Votare SÌ non significa indebolire la magistratura, ma renderla più autorevole. Un giudice che non ha mai fatto il pubblico ministero sarà più libero nel giudicare. Un PM che non ambisce a diventare giudice sarà più concentrato nel cercare la verità, non la carriera.

Oggi troppi italiani percepiscono i tribunali come campi di battaglia ideologica, dove il sospetto politico pesa più del merito. Separare le carriere significa restituire fiducia e trasparenza, non togliere indipendenza. È una riforma che libera tutti: i cittadini dal sospetto, i magistrati dal pregiudizio, lo Stato dal dubbio. In Australia nessun giudice può aver lavorato come pubblico ministero senza prima dimettersi, e viceversa. 

Questo evita la cultura di corpo che in Italia ha finito, negli anni, per avvolgere l’intero sistema giudiziario: colleghi che si conoscono, si valutano, si alternano tra accusa e giudizio, magari con lo stesso linguaggio e la stessa formazione.
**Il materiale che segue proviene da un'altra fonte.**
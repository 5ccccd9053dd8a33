//! Validated configuration for the detection drivers.
//!
//! Every struct has a [`Default`] impl and serde support so the CLI can
//! accept a JSON override. Trend-line parameters are validated on
//! construction and on deserialization; the grid drivers validate when
//! they run.

use serde::{Deserialize, Serialize};

use crate::types::CurveError;

/// Keep only edges aligned with a target azimuth.
#[derive(Debug, Clone, Copy, PartialEq, Serialize, Deserialize)]
pub struct AzimuthFilter {
    /// Target direction in degrees, clockwise from north.
    pub azimuth: f64,
    /// Allowed deviation in degrees, either way along the line.
    pub tolerance: f64,
}

impl AzimuthFilter {
    /// Create a filter.
    ///
    /// # Errors
    ///
    /// Returns [`CurveError::InvalidConfig`] if either value is not
    /// finite or the tolerance is negative.
    pub fn try_new(azimuth: f64, tolerance: f64) -> Result<Self, CurveError> {
        let filter = Self { azimuth, tolerance };
        filter.validate()?;
        Ok(filter)
    }

    /// Check the filter invariants.
    ///
    /// # Errors
    ///
    /// Returns [`CurveError::InvalidConfig`] on a non-finite azimuth or a
    /// negative / non-finite tolerance.
    pub fn validate(&self) -> Result<(), CurveError> {
        if !self.azimuth.is_finite() {
            return Err(CurveError::InvalidConfig(format!(
                "azimuth must be finite, got {}",
                self.azimuth
            )));
        }
        if !self.tolerance.is_finite() || self.tolerance < 0.0 {
            return Err(CurveError::InvalidConfig(format!(
                "azimuth tolerance must be finite and non-negative, got {}",
                self.tolerance
            )));
        }
        Ok(())
    }

    /// Unit vector pointing at the azimuth, `(sin az, cos az)`.
    #[must_use]
    pub fn direction(&self) -> (f64, f64) {
        let radians = self.azimuth.to_radians();
        (radians.sin(), radians.cos())
    }
}

/// Parameters of the trend-line search.
///
/// Serialized flat: `azimuth` and `azimuth_tol` must be given together.
#[derive(Debug, Clone, PartialEq, Serialize, Deserialize)]
#[serde(try_from = "DetectionParams", into = "DetectionParams")]
pub struct DetectionConfig {
    /// Minimum number of edges a path needs to be kept.
    pub min_edges: usize,

    /// Drop candidate edges longer than this.
    pub max_distance: Option<f64>,

    /// Weight between straightness and proximity, in `[0, 1]`.
    ///
    /// `0` scores a continuation by `angle * length`; `1` ignores the
    /// angle and picks the nearest forward neighbour.
    pub damping: f64,

    /// Optional orientation filter on candidate edges.
    pub azimuth: Option<AzimuthFilter>,
}

impl DetectionConfig {
    /// Default minimum path length in edges.
    pub const DEFAULT_MIN_EDGES: usize = 1;
    /// Default damping.
    pub const DEFAULT_DAMPING: f64 = 0.0;

    /// Create a validated configuration.
    ///
    /// # Errors
    ///
    /// Returns [`CurveError::InvalidConfig`] if any parameter is out of
    /// range; see [`DetectionConfig::validate`].
    pub fn try_new(
        min_edges: usize,
        max_distance: Option<f64>,
        damping: f64,
        azimuth: Option<AzimuthFilter>,
    ) -> Result<Self, CurveError> {
        let config = Self {
            min_edges,
            max_distance,
            damping,
            azimuth,
        };
        config.validate()?;
        Ok(config)
    }

    /// Check all invariants.
    ///
    /// # Errors
    ///
    /// Returns [`CurveError::InvalidConfig`] when `min_edges` is zero,
    /// `max_distance` is not a positive finite number, `damping` lies
    /// outside `[0, 1]`, or the azimuth filter is invalid.
    pub fn validate(&self) -> Result<(), CurveError> {
        if self.min_edges == 0 {
            return Err(CurveError::InvalidConfig(
                "min_edges must be at least 1".to_string(),
            ));
        }
        if let Some(max_distance) = self.max_distance
            && !(max_distance.is_finite() && max_distance > 0.0)
        {
            return Err(CurveError::InvalidConfig(format!(
                "max_distance must be positive and finite, got {max_distance}"
            )));
        }
        validate_damping(self.damping)?;
        if let Some(filter) = &self.azimuth {
            filter.validate()?;
        }
        Ok(())
    }
}

impl Default for DetectionConfig {
    fn default() -> Self {
        Self {
            min_edges: Self::DEFAULT_MIN_EDGES,
            max_distance: None,
            damping: Self::DEFAULT_DAMPING,
            azimuth: None,
        }
    }
}

/// Reject damping values outside `[0, 1]`.
pub(crate) fn validate_damping(damping: f64) -> Result<(), CurveError> {
    if (0.0..=1.0).contains(&damping) {
        Ok(())
    } else {
        Err(CurveError::InvalidConfig(format!(
            "damping must be between 0 and 1, got {damping}"
        )))
    }
}

/// Flat wire form of [`DetectionConfig`].
#[derive(Serialize, Deserialize)]
struct DetectionParams {
    #[serde(default = "default_min_edges")]
    min_edges: usize,
    #[serde(default, skip_serializing_if = "Option::is_none")]
    max_distance: Option<f64>,
    #[serde(default)]
    damping: f64,
    #[serde(default, skip_serializing_if = "Option::is_none")]
    azimuth: Option<f64>,
    #[serde(default, skip_serializing_if = "Option::is_none")]
    azimuth_tol: Option<f64>,
}

const fn default_min_edges() -> usize {
    DetectionConfig::DEFAULT_MIN_EDGES
}

impl TryFrom<DetectionParams> for DetectionConfig {
    type Error = CurveError;

    fn try_from(params: DetectionParams) -> Result<Self, Self::Error> {
        let azimuth = match (params.azimuth, params.azimuth_tol) {
            (Some(azimuth), Some(tolerance)) => Some(AzimuthFilter { azimuth, tolerance }),
            (None, None) => None,
            (Some(_), None) => {
                return Err(CurveError::InvalidConfig(
                    "azimuth given without azimuth_tol".to_string(),
                ));
            }
            (None, Some(_)) => {
                return Err(CurveError::InvalidConfig(
                    "azimuth_tol given without azimuth".to_string(),
                ));
            }
        };
        Self::try_new(params.min_edges, params.max_distance, params.damping, azimuth)
    }
}

impl From<DetectionConfig> for DetectionParams {
    fn from(config: DetectionConfig) -> Self {
        Self {
            min_edges: config.min_edges,
            max_distance: config.max_distance,
            damping: config.damping,
            azimuth: config.azimuth.map(|f| f.azimuth),
            azimuth_tol: config.azimuth.map(|f| f.tolerance),
        }
    }
}

/// Parameters of the edge detection driver.
#[derive(Debug, Clone, PartialEq, Serialize, Deserialize)]
#[serde(default)]
pub struct EdgeDetectionConfig {
    /// Minimum accepted segment length in pixels.
    pub line_length: u32,

    /// Maximum gap in pixels bridged within one segment.
    pub line_gap: u32,

    /// Gaussian blur sigma applied before Canny.
    pub sigma: f32,

    /// Minimum number of Hough votes for a line.
    pub threshold: u32,

    /// Tile width in pixels; the whole raster when `None`.
    pub window_size: Option<u32>,

    /// Merge segment endpoints closer than this world distance.
    pub merge_length: Option<f64>,

    /// Canny low threshold, as a quantile of the gradient magnitude in
    /// `[0, 1]`.
    pub canny_low: f32,

    /// Canny high threshold, as a quantile of the gradient magnitude in
    /// `[0, 1]`.
    pub canny_high: f32,
}

impl EdgeDetectionConfig {
    /// Default minimum segment length.
    pub const DEFAULT_LINE_LENGTH: u32 = 1;
    /// Default maximum gap.
    pub const DEFAULT_LINE_GAP: u32 = 1;
    /// Default blur sigma.
    pub const DEFAULT_SIGMA: f32 = 10.0;
    /// Default Hough vote threshold.
    pub const DEFAULT_THRESHOLD: u32 = 1;
    /// Default Canny low quantile.
    pub const DEFAULT_CANNY_LOW: f32 = 0.1;
    /// Default Canny high quantile.
    pub const DEFAULT_CANNY_HIGH: f32 = 0.2;

    /// Check the parameters.
    ///
    /// # Errors
    ///
    /// Returns [`CurveError::InvalidConfig`] for a zero line length, a
    /// non-positive sigma, a zero window, a non-positive merge length, or
    /// Canny quantiles outside `[0, 1]` or out of order.
    pub fn validate(&self) -> Result<(), CurveError> {
        if self.line_length == 0 {
            return Err(CurveError::InvalidConfig(
                "line_length must be at least 1".to_string(),
            ));
        }
        if !(self.sigma.is_finite() && self.sigma > 0.0) {
            return Err(CurveError::InvalidConfig(format!(
                "sigma must be positive, got {}",
                self.sigma
            )));
        }
        if self.window_size == Some(0) {
            return Err(CurveError::InvalidConfig(
                "window_size must be at least 1".to_string(),
            ));
        }
        if let Some(merge) = self.merge_length
            && !(merge.is_finite() && merge > 0.0)
        {
            return Err(CurveError::InvalidConfig(format!(
                "merge_length must be positive, got {merge}"
            )));
        }
        let quantiles = 0.0..=1.0;
        if !(quantiles.contains(&self.canny_low)
            && quantiles.contains(&self.canny_high)
            && self.canny_low <= self.canny_high)
        {
            return Err(CurveError::InvalidConfig(format!(
                "canny quantiles must satisfy 0 <= low <= high <= 1, got {} and {}",
                self.canny_low, self.canny_high
            )));
        }
        Ok(())
    }
}

impl Default for EdgeDetectionConfig {
    fn default() -> Self {
        Self {
            line_length: Self::DEFAULT_LINE_LENGTH,
            line_gap: Self::DEFAULT_LINE_GAP,
            sigma: Self::DEFAULT_SIGMA,
            threshold: Self::DEFAULT_THRESHOLD,
            window_size: None,
            merge_length: None,
            canny_low: Self::DEFAULT_CANNY_LOW,
            canny_high: Self::DEFAULT_CANNY_HIGH,
        }
    }
}

/// Levels traced by the contour driver.
#[derive(Debug, Clone, Default, PartialEq, Serialize, Deserialize)]
#[serde(default)]
pub struct ContourConfig {
    /// First interval level.
    pub interval_min: Option<f64>,
    /// Upper bound of the interval levels (inclusive).
    pub interval_max: Option<f64>,
    /// Step between interval levels.
    pub interval_spacing: Option<f64>,
    /// Extra levels traced after the intervals.
    pub fixed_contours: Vec<f64>,
}

impl ContourConfig {
    /// Check the parameters.
    ///
    /// # Errors
    ///
    /// Returns [`CurveError::InvalidConfig`] for a non-positive or
    /// non-finite spacing, or non-finite bounds and levels.
    pub fn validate(&self) -> Result<(), CurveError> {
        if let Some(spacing) = self.interval_spacing
            && !(spacing.is_finite() && spacing > 0.0)
        {
            return Err(CurveError::InvalidConfig(format!(
                "interval_spacing must be positive, got {spacing}"
            )));
        }
        let bounds = [self.interval_min, self.interval_max];
        if bounds.iter().flatten().chain(&self.fixed_contours).any(|v| !v.is_finite()) {
            return Err(CurveError::InvalidConfig(
                "contour levels must be finite".to_string(),
            ));
        }
        Ok(())
    }

    /// All levels to trace: the interval levels followed by the fixed ones.
    ///
    /// Interval levels are produced only when min, max and a non-zero
    /// spacing are all set.
    #[must_use]
    pub fn levels(&self) -> Vec<f64> {
        let mut levels = Vec::new();
        if let (Some(min), Some(max), Some(spacing)) =
            (self.interval_min, self.interval_max, self.interval_spacing)
            && spacing > 0.0
        {
            let mut k = 0.0_f64;
            loop {
                let level = k.mul_add(spacing, min);
                if level > max {
                    break;
                }
                levels.push(level);
                k += 1.0;
            }
        }
        levels.extend_from_slice(&self.fixed_contours);
        levels
    }
}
È un terreno fertile per la diffidenza, non per la giustizia. Separare le carriere significa invece costruire un sistema dove chi controlla non è mai controllato dallo stesso potere, e dove il giudice non è chiamato a difendere la reputazione di un collega, ma soltanto la verità dei fatti.

In Italia giudici e PM appartengono allo stesso ordine e sono governati dal medesimo Consiglio Superiore della Magistratura. È un modello che nasce con buone intenzioni – tutelare l’indipendenza – ma che, col tempo, ha generato un’ambiguità culturale. Il risultato è sotto gli occhi di tutti: processi eterni, sfiducia, politicizzazione, e un sistema che difende se stesso più che i cittadini. In Australia, invece, la separazione è talmente naturale da non essere nemmeno oggetto di dibattito politico. È parte del DNA democratico, come la presunzione d’innocenza o il diritto alla difesa.

Il referendum non è un plebiscito per o contro qualcuno: è una chiamata alla responsabilità. Io voterò SÌ perché credo che la giustizia italiana debba tornare a essere un luogo di fiducia, non di sospetto. Voterò SÌ perché ho visto come funziona un sistema dove il giudice è davvero terzo e la giustizia è davvero uguale per tutti. E voterò SÌ perché la giustizia non deve avere colore politico, ma solo un volto: quello della verità e della libertà.  

Come recita un antico principio anglosassone: “Justice must not only be done, but must also be seen to be done.” La giustizia non deve solo essere fatta, ma deve anche apparire tale agli occhi di tutti.